What to work on —
Restate the data that follows exactly as it stands, beginning with the first line and ending with the line that contains "when a new order is looked up.".

Data listing —
══════════
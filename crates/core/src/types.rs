//! Data types flowing through the calculation pipeline.

use rust_decimal::Decimal;
use serde::{Deserialize, Serialize};

use crate::recommendation::SuggestionTone;

/// A single line item from a looked-up order.
///
/// This is the read-only boundary type produced by the order source.
/// `unit_cost` is absent when the variant has no recorded inventory cost;
/// expansion treats that as zero.
#[derive(Debug, Clone, PartialEq, Eq, Serialize, Deserialize)]
pub struct OrderLineItem {
    /// Shopify line item GID (e.g., `gid://shopify/LineItem/123`).
    pub id: String,
    /// Product title for display.
    pub title: String,
    /// Quantity ordered.
    pub quantity: i64,
    /// Price per unit in shop currency.
    pub unit_price: Decimal,
    /// Inventory cost per unit, if known.
    pub unit_cost: Option<Decimal>,
}

/// One physical unit of a line item, selectable for return.
///
/// A line item with quantity 3 expands into three units with ids
/// `{line_item_id}-0` through `{line_item_id}-2`. Units are immutable and
/// discarded when a new order is looked up.
#[derive(Debug, Clone, PartialEq, Eq, Serialize, Deserialize)]
pub struct ExpandedUnit {
    /// Unique id within the order: `{line_item_id}-{index}`.
    pub unit_id: String,
    /// Product title, copied from the parent line item.
    pub title: String,
    /// Refund value of this unit.
    pub price: Decimal,
    /// Inventory cost of this unit (zero when the source had none).
    pub cost: Decimal,
}

/// Input to the profit/loss calculator.
#[derive(Debug, Clone, PartialEq, Eq, Serialize, Deserialize)]
pub struct ReturnCalculationInput {
    /// Units the merchant marked as returned. May be empty, in which case
    /// all totals come out zero.
    pub selected_units: Vec<ExpandedUnit>,
    /// Cost of shipping the items back.
    pub return_shipping_cost: Decimal,
    /// Internal handling fee for processing the return.
    pub handling_fee: Decimal,
    /// Whether the returned items can be restocked and resold.
    pub is_resellable: bool,
    /// Free-form return reason label, passed through unvalidated.
    pub return_reason: String,
}

/// The finished profit/loss estimate.
///
/// All monetary fields are full precision; call [`Self::rounded`] at the
/// presentation boundary.
#[derive(Debug, Clone, PartialEq, Eq, Serialize, Deserialize)]
pub struct ReturnCalculationResult {
    /// Sum of selected unit prices (refunded to the customer).
    pub total_refund: Decimal,
    /// Sum of selected unit inventory costs.
    pub total_cost_of_goods: Decimal,
    /// Return shipping cost plus handling fee.
    pub processing_costs: Decimal,
    /// Cash leaving the merchant at the moment of return:
    /// `-(total_refund + processing_costs)`.
    pub immediate_cash_outlay: Decimal,
    /// Inventory value written off: zero when resellable, otherwise the
    /// full cost of goods.
    pub inventory_value_lost: Decimal,
    /// Final estimated financial effect after accounting for recoverable
    /// inventory: `-(processing_costs + inventory_value_lost)`.
    pub net_impact: Decimal,
    /// Whether the items were judged resellable.
    pub is_resellable: bool,
    /// Return reason label, carried through from the input.
    pub return_reason: String,
    /// Advisory text for the merchant.
    pub suggestion: String,
    /// Severity tone of the suggestion.
    pub suggestion_tone: SuggestionTone,
}

impl ReturnCalculationResult {
    /// Returns a copy with every monetary field rounded to two decimal
    /// places for display.
    #[must_use]
    pub fn rounded(&self) -> Self {
        Self {
            total_refund: self.total_refund.round_dp(2),
            total_cost_of_goods: self.total_cost_of_goods.round_dp(2),
            processing_costs: self.processing_costs.round_dp(2),
            immediate_cash_outlay: self.immediate_cash_outlay.round_dp(2),
            inventory_value_lost: self.inventory_value_lost.round_dp(2),
            net_impact: self.net_impact.round_dp(2),
            is_resellable: self.is_resellable,
            return_reason: self.return_reason.clone(),
            suggestion: self.suggestion.clone(),
            suggestion_tone: self.suggestion_tone,
        }
    }
}

#[cfg(test)]
#[allow(clippy::unwrap_used)]
mod tests {
    use super::*;

    #[test]
    fn rounded_truncates_to_two_places() {
        let result = ReturnCalculationResult {
            total_refund: "100.005".parse().unwrap(),
            total_cost_of_goods: "40.333".parse().unwrap(),
            processing_costs: "7.129".parse().unwrap(),
            immediate_cash_outlay: "-107.134".parse().unwrap(),
            inventory_value_lost: Decimal::ZERO,
            net_impact: "-7.129".parse().unwrap(),
            is_resellable: true,
            return_reason: "Wrong Size".to_string(),
            suggestion: String::new(),
            suggestion_tone: SuggestionTone::Info,
        };

        let rounded = result.rounded();
        assert_eq!(rounded.total_cost_of_goods, "40.33".parse().unwrap());
        assert_eq!(rounded.processing_costs, "7.13".parse().unwrap());
        assert_eq!(rounded.net_impact, "-7.13".parse().unwrap());
    }

    #[test]
    fn line_item_round_trips_through_json() {
        let item = OrderLineItem {
            id: "gid://shopify/LineItem/1".to_string(),
            title: "Blue Hoodie".to_string(),
            quantity: 2,
            unit_price: "49.99".parse().unwrap(),
            unit_cost: None,
        };

        let json = serde_json::to_string(&item).unwrap();
        let back: OrderLineItem = serde_json::from_str(&json).unwrap();
        assert_eq!(back, item);
    }
}
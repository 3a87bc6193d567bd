//! Shopify Admin API order source.
//!
//! The calculator only needs read access to a single order at a time, so
//! this module wraps two GraphQL queries (lookup by GID, lookup by order
//! number) behind [`ShopifyClient`]. Queries are sent with `reqwest` as
//! plain GraphQL documents and deserialized into typed response structs.

mod client;
pub mod types;

pub use client::ShopifyClient;
pub use types::{Order, ORDER_BY_ID_QUERY, ORDER_BY_NUMBER_QUERY};

use thiserror::Error;

/// Errors that can occur when interacting with the Shopify Admin API.
#[derive(Debug, Error)]
pub enum ShopifyError {
    /// HTTP request failed.
    #[error("HTTP error: {0}")]
    Http(#[from] reqwest::Error),

    /// GraphQL query returned errors.
    #[error("GraphQL errors: {}", format_graphql_errors(.0))]
    GraphQL(Vec<GraphQLError>),

    /// JSON parsing failed.
    #[error("JSON parse error: {0}")]
    Parse(#[from] serde_json::Error),

    /// Rate limited by Shopify.
    #[error("Rate limited, retry after {0} seconds")]
    RateLimited(u64),

    /// Authentication/authorization failed.
    #[error("Unauthorized: {0}")]
    Unauthorized(String),
}

/// A GraphQL error returned by the Shopify Admin API.
#[derive(Debug, Clone)]
pub struct GraphQLError {
    /// Error message.
    pub message: String,
}

fn format_graphql_errors(errors: &[GraphQLError]) -> String {
    errors
        .iter()
        .map(|e| e.message.as_str())
        .collect::<Vec<_>>()
        .join("; ")
}

#[cfg(test)]
mod tests {
    use super::*;

    #[test]
    fn graphql_errors_join_messages() {
        let err = ShopifyError::GraphQL(vec![
            GraphQLError {
                message: "first".to_string(),
            },
            GraphQLError {
                message: "second".to_string(),
            },
        ]);
        assert_eq!(err.to_string(), "GraphQL errors: first; second");
    }
}
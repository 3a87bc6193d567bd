//! Archived-return handlers.

use axum::{Json, extract::State};
use serde::Serialize;
use tracing::instrument;

use crate::error::AppError;
use crate::models::SavedReturn;
use crate::state::AppState;

/// Archived records, newest first.
#[derive(Debug, Serialize)]
pub struct ArchiveResponse {
    /// All archived saved returns.
    pub returns: Vec<SavedReturn>,
}

/// Outcome of a purge request.
#[derive(Debug, Serialize)]
pub struct PurgeArchiveResponse {
    /// Number of records permanently deleted.
    pub deleted_count: u64,
}

/// List archived return records.
///
/// # Errors
///
/// Returns an error if the query fails.
#[instrument(skip(state))]
pub async fn list_archive(
    State(state): State<AppState>,
) -> Result<Json<ArchiveResponse>, AppError> {
    let returns = state.returns().list_archived().await?;

    Ok(Json(ArchiveResponse { returns }))
}

/// Permanently delete every archived record. Irreversible.
///
/// # Errors
///
/// Returns an error if the delete fails.
#[instrument(skip(state))]
pub async fn purge_archive(
    State(state): State<AppState>,
) -> Result<Json<PurgeArchiveResponse>, AppError> {
    let deleted_count = state.returns().purge_archived().await?;
    tracing::info!(deleted_count, "purged archived return records");

    Ok(Json(PurgeArchiveResponse { deleted_count }))
}
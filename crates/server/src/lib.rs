//! ProfitGuard server library.
//!
//! Serves the return profit/loss calculator as a JSON API backed by
//! `PostgreSQL` and the Shopify Admin API.
//!
//! # Architecture
//!
//! - Axum web framework
//! - Shopify Admin API (GraphQL) for order lookup
//! - `PostgreSQL` for saved return history and analytics
//! - `profitguard-core` for the pure calculation engine

#![cfg_attr(not(test), forbid(unsafe_code))]

pub mod config;
pub mod db;
pub mod error;
pub mod models;
pub mod routes;
pub mod shopify;
pub mod state;
//! Order lookup handler.

use axum::{Json, extract::State};
use serde::{Deserialize, Serialize};
use tracing::instrument;

use profitguard_core::{ExpandedUnit, expand};

use crate::error::AppError;
use crate::shopify::Order;
use crate::state::AppState;

/// Lookup request: an order number (preferred) or a full order GID.
#[derive(Debug, Deserialize)]
pub struct LookupOrderRequest {
    /// Customer-facing order number, with or without the leading `#`.
    pub order_number: Option<String>,
    /// Shopify order GID (used by the preload path).
    pub order_id: Option<String>,
}

/// The looked-up order with its per-unit expansion.
#[derive(Debug, Serialize)]
pub struct LookupOrderResponse {
    /// The order as returned by Shopify.
    pub order: Order,
    /// One selectable record per physical unit.
    pub units: Vec<ExpandedUnit>,
}

/// Look up an order and expand its line items into selectable units.
///
/// A missing order is a distinct not-found condition carrying a
/// user-displayable message, never an empty result.
///
/// # Errors
///
/// Returns `BadRequest` when neither field is provided, `OrderNotFound`
/// when the lookup comes back empty, or a Shopify error when the API call
/// fails.
#[instrument(skip(state, request))]
pub async fn lookup_order(
    State(state): State<AppState>,
    Json(request): Json<LookupOrderRequest>,
) -> Result<Json<LookupOrderResponse>, AppError> {
    let order = match (request.order_id.as_deref(), request.order_number.as_deref()) {
        (Some(id), _) if !id.trim().is_empty() => {
            state.shopify().order_by_id(id).await?.ok_or_else(|| {
                AppError::OrderNotFound(format!("Could not find an order with the id \"{id}\"."))
            })?
        }
        (_, Some(number)) if !number.trim().is_empty() => {
            let trimmed = number.trim();
            state
                .shopify()
                .order_by_number(trimmed)
                .await?
                .ok_or_else(|| {
                    let name = if trimmed.starts_with('#') {
                        trimmed.to_string()
                    } else {
                        format!("#{trimmed}")
                    };
                    AppError::OrderNotFound(format!(
                        "Could not find an order with the name \"{name}\"."
                    ))
                })?
        }
        _ => {
            return Err(AppError::BadRequest(
                "Please enter an order number.".to_string(),
            ));
        }
    };

    let units = expand(&order.line_items);

    Ok(Json(LookupOrderResponse { order, units }))
}
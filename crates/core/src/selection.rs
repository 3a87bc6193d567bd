//! Selection state for units being returned.

use std::collections::BTreeSet;

use serde::{Deserialize, Serialize};

/// The set of unit ids the merchant has marked as returned.
///
/// Backed by a `BTreeSet` so iteration order is stable for display and
/// serialization. Cleared whenever a new order is looked up.
#[derive(Debug, Clone, Default, PartialEq, Eq, Serialize, Deserialize)]
#[serde(transparent)]
pub struct ReturnSelection {
    unit_ids: BTreeSet<String>,
}

impl ReturnSelection {
    /// Creates an empty selection.
    #[must_use]
    pub const fn new() -> Self {
        Self {
            unit_ids: BTreeSet::new(),
        }
    }

    /// Toggles a unit id: removed if present, added otherwise.
    pub fn toggle(&mut self, unit_id: &str) {
        if !self.unit_ids.remove(unit_id) {
            self.unit_ids.insert(unit_id.to_string());
        }
    }

    /// Clears the selection.
    pub fn reset(&mut self) {
        self.unit_ids.clear();
    }

    /// Whether the unit is currently selected.
    #[must_use]
    pub fn contains(&self, unit_id: &str) -> bool {
        self.unit_ids.contains(unit_id)
    }

    /// Number of selected units.
    #[must_use]
    pub fn len(&self) -> usize {
        self.unit_ids.len()
    }

    /// Whether nothing is selected.
    #[must_use]
    pub fn is_empty(&self) -> bool {
        self.unit_ids.is_empty()
    }

    /// Iterates over the selected unit ids in sorted order.
    pub fn iter(&self) -> impl Iterator<Item = &str> {
        self.unit_ids.iter().map(String::as_str)
    }
}

impl FromIterator<String> for ReturnSelection {
    fn from_iter<I: IntoIterator<Item = String>>(iter: I) -> Self {
        Self {
            unit_ids: iter.into_iter().collect(),
        }
    }
}
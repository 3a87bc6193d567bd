//! Database migration command.
//!
//! # Usage
//!
//! ```bash
//! profitguard-cli migrate
//! ```
//!
//! # Environment Variables
//!
//! - `PROFITGUARD_DATABASE_URL` - `PostgreSQL` connection string (falls
//!   back to `DATABASE_URL`)
//!
//! Migration files live in `crates/server/migrations/` and are embedded
//! into the binary at compile time.

use sqlx::PgPool;

/// Errors that can occur while running migrations.
#[derive(Debug, thiserror::Error)]
pub enum MigrationError {
    #[error("Missing environment variable: {0}")]
    MissingEnvVar(&'static str),

    #[error("Database error: {0}")]
    Database(#[from] sqlx::Error),

    #[error("Migration error: {0}")]
    Migration(#[from] sqlx::migrate::MigrateError),
}

/// Run all pending database migrations.
///
/// # Errors
///
/// Returns `MigrationError` if the database URL is missing, the
/// connection fails, or a migration fails to apply.
pub async fn run() -> Result<(), MigrationError> {
    dotenvy::dotenv().ok();

    let database_url = std::env::var("PROFITGUARD_DATABASE_URL")
        .or_else(|_| std::env::var("DATABASE_URL"))
        .map_err(|_| MigrationError::MissingEnvVar("PROFITGUARD_DATABASE_URL"))?;

    tracing::info!("Connecting to database...");
    let pool = PgPool::connect(&database_url).await?;

    tracing::info!("Running migrations...");
    sqlx::migrate!("../server/migrations").run(&pool).await?;

    tracing::info!("Migrations complete!");
    Ok(())
}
══════════
Response —
filename crates/core/src/types.rs
//! Data types flowing through the calculation pipeline.

use rust_decimal::Decimal;
use serde::{Deserialize, Serialize};

use crate::recommendation::SuggestionTone;

/// A single line item from a looked-up order.
///
/// This is the read-only boundary type produced by the order source.
/// `unit_cost` is absent when the variant has no recorded inventory cost;
/// expansion treats that as zero.
#[derive(Debug, Clone, PartialEq, Eq, Serialize, Deserialize)]
pub struct OrderLineItem {
    /// Shopify line item GID (e.g., `gid://shopify/LineItem/123`).
    pub id: String,
    /// Product title for display.
    pub title: String,
    /// Quantity ordered.
    pub quantity: i64,
    /// Price per unit in shop currency.
    pub unit_price: Decimal,
    /// Inventory cost per unit, if known.
    pub unit_cost: Option<Decimal>,
}

/// One physical unit of a line item, selectable for return.
///
/// A line item with quantity 3 expands into three units with ids
/// `{line_item_id}-0` through `{line_item_id}-2`. Units are immutable and
/// discarded when a new order is looked up.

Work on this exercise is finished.